Here are 5 tips on how to decide whether to fire an employee.
1. Identify the problem.
Identifying the existing problem is the first step an employer should take. Employees are different, and so do they have different challenges in the workplace. One employee might be lacking the skills to work, and that lowers their productivity. The other might have the skillset but is naturally slow and hence producing less than expected. Once the problem has been identified, then it is easier to make an informed decision.
2. Compare the problem with the expectations.
The next step is making sure that the employee understands what is expected of them. By doing this, they will understand the gap between their productivity and expectations. When doing this, every employer should make the employee understand that both the company and the employee benefit if they improve their productivity. At this point, employees start to understand the need to get back on track.

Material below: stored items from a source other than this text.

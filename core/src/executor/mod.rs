//! Bounded concurrency over a collection of keys.
//!
//! All calls are futures polled on the caller's task; nothing is spawned, so
//! "concurrent" means several outstanding requests, not parallel threads.

mod scheduler;

pub use scheduler::{execute_bounded, DEFAULT_MAX_CONCURRENCY};
use crate::paginate::Page;
use crate::types::{CompletedTasks, CompletionInfo, Task};

/// One page of the archive endpoint.
#[derive(Debug, Clone, Default, PartialEq, Eq)]
pub struct ArchivePage {
    pub items: Vec<Task>,
    pub has_more: bool,
    pub next_cursor: Option<String>,
    pub completion_info: Vec<CompletionInfo>,
}

impl ArchivePage {
    /// Continuation cursor. `has_more == false` or an empty cursor ends the stream.
    pub fn next_cursor(&self) -> Option<&str> {
        if !self.has_more {
            return None;
        }
        self.next_cursor.as_deref().filter(|c| !c.is_empty())
    }

    pub fn into_page(self) -> Page<CompletedTasks> {
        let next_cursor = self.next_cursor().map(str::to_string);
        Page {
            items: CompletedTasks::new(self.items, self.completion_info),
            next_cursor,
        }
    }
}
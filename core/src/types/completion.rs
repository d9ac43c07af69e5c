use serde::{Deserialize, Serialize};

use super::task::Task;

/// The scope a completion hint refers to.
#[derive(Debug, Clone, PartialEq, Eq, Hash)]
pub enum CompletionScope {
    Project(String),
    Task(String),
    Section(String),
}

/// "This scope has `completed_items` completed descendants."
///
/// On the wire this is an object carrying exactly one of `project_id`, `item_id`
/// or `section_id`. Anything else fails to decode.
#[derive(Debug, Clone, PartialEq, Eq, Serialize, Deserialize)]
#[serde(try_from = "RawCompletionInfo", into = "RawCompletionInfo")]
pub struct CompletionInfo {
    pub scope: CompletionScope,
    pub completed_items: u64,
}

impl CompletionInfo {
    pub fn project(id: impl Into<String>, completed_items: u64) -> Self {
        Self {
            scope: CompletionScope::Project(id.into()),
            completed_items,
        }
    }

    pub fn task(id: impl Into<String>, completed_items: u64) -> Self {
        Self {
            scope: CompletionScope::Task(id.into()),
            completed_items,
        }
    }

    pub fn section(id: impl Into<String>, completed_items: u64) -> Self {
        Self {
            scope: CompletionScope::Section(id.into()),
            completed_items,
        }
    }
}

#[derive(Debug, Clone, Default, Serialize, Deserialize)]
struct RawCompletionInfo {
    #[serde(default, skip_serializing_if = "Option::is_none")]
    project_id: Option<String>,
    #[serde(default, skip_serializing_if = "Option::is_none")]
    item_id: Option<String>,
    #[serde(default, skip_serializing_if = "Option::is_none")]
    section_id: Option<String>,
    completed_items: u64,
}

impl TryFrom<RawCompletionInfo> for CompletionInfo {
    type Error = String;

    fn try_from(raw: RawCompletionInfo) -> Result<Self, Self::Error> {
        let scope = match (raw.project_id, raw.item_id, raw.section_id) {
            (Some(id), None, None) => CompletionScope::Project(id),
            (None, Some(id), None) => CompletionScope::Task(id),
            (None, None, Some(id)) => CompletionScope::Section(id),
            (None, None, None) => {
                return Err("completion info carries no project_id, item_id or section_id".into())
            }
            _ => return Err("completion info carries more than one scope id".into()),
        };
        Ok(Self {
            scope,
            completed_items: raw.completed_items,
        })
    }
}

impl From<CompletionInfo> for RawCompletionInfo {
    fn from(info: CompletionInfo) -> Self {
        let mut raw = RawCompletionInfo {
            completed_items: info.completed_items,
            ..Default::default()
        };
        match info.scope {
            CompletionScope::Project(id) => raw.project_id = Some(id),
            CompletionScope::Task(id) => raw.item_id = Some(id),
            CompletionScope::Section(id) => raw.section_id = Some(id),
        }
        raw
    }
}

/// Append-only accumulator of completed tasks and the hints seen while fetching them.
///
/// No de-duplication: a task fetched under two scopes appears twice.
#[derive(Debug, Clone, Default, PartialEq, Eq, Serialize, Deserialize)]
#[serde(rename_all = "camelCase")]
pub struct CompletedTasks {
    pub tasks: Vec<Task>,
    pub completion_info: Vec<CompletionInfo>,
}

impl CompletedTasks {
    pub fn new(tasks: Vec<Task>, completion_info: Vec<CompletionInfo>) -> Self {
        Self {
            tasks,
            completion_info,
        }
    }

    pub fn merge(&mut self, other: CompletedTasks) {
        self.tasks.extend(other.tasks);
        self.completion_info.extend(other.completion_info);
    }

    pub fn is_empty(&self) -> bool {
        self.tasks.is_empty() && self.completion_info.is_empty()
    }
}
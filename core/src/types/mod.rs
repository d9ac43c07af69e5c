mod completion;
mod scope;
mod task;

pub use completion::{CompletedTasks, CompletionInfo, CompletionScope};
pub use scope::FetchScope;
pub use task::{Due, Section, Task};
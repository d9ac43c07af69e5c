pub mod cli;
pub mod completed;
pub mod export;
use async_trait::async_trait;

use crate::error::FetchError;
use crate::types::{CompletionInfo, FetchScope, Section, Task};

use super::page::ArchivePage;

/// The archive endpoint serving completed tasks, plus the account-wide completion-info sync.
///
/// The bearer `token` is passed per call and only ever read.
#[async_trait]
pub trait ArchiveSource: Send + Sync {
    fn name(&self) -> &str;

    async fn fetch_completed_page(
        &self,
        token: &str,
        scope: &FetchScope,
        cursor: Option<&str>,
    ) -> Result<ArchivePage, FetchError>;

    async fn fetch_completion_info(&self, token: &str) -> Result<Vec<CompletionInfo>, FetchError>;
}

/// Listings of a project's currently open tasks and sections.
#[async_trait]
pub trait ProjectSource: Send + Sync {
    async fn fetch_open_tasks(&self, token: &str, project_id: &str)
        -> Result<Vec<Task>, FetchError>;

    async fn fetch_sections(&self, token: &str, project_id: &str)
        -> Result<Vec<Section>, FetchError>;
}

Don’t fire yet. Everybody loves second chances. If the workers’ performance has not improved by now, retraining them will help. Having identified the gap between productivity and expectations, the employers should introduce a performance improvement plan. The plan will not only help the employee improve, but it will make them feel appreciated. They will get to understand that the employer is doing everything in their capacity to help them grow.
4. Follow up.
Watch for improvement. Any employee that is ready and has the self-drive to become better will show a positive change. Employers should not expect abrupt changes. Instead, they should create a timeline by which they will reevaluate the employees. Giving employees a timeline and a target helps them put more effort towards increasing their productivity.
At this juncture, employers shouldn’t talk about what is expected of the employees. They should also acknowledge and appreciate every step towards improvement.
5. Make a professional decision.
By now, an employer is ready to keep their employee or fire them. The firing process should be the last stage. This is when an employee has shown no improvement in their performance and zero interest in the same. Professionals such as Alexander Djerassi advise that an employer should start the firing process soon. Although it is difficult, they should let the employee understand why they are letting them go. The process should be legal, with employers explaining when the employee gets their paycheck and benefits. That helps the employer feel appreciated even if they did not meet the company’s expectations.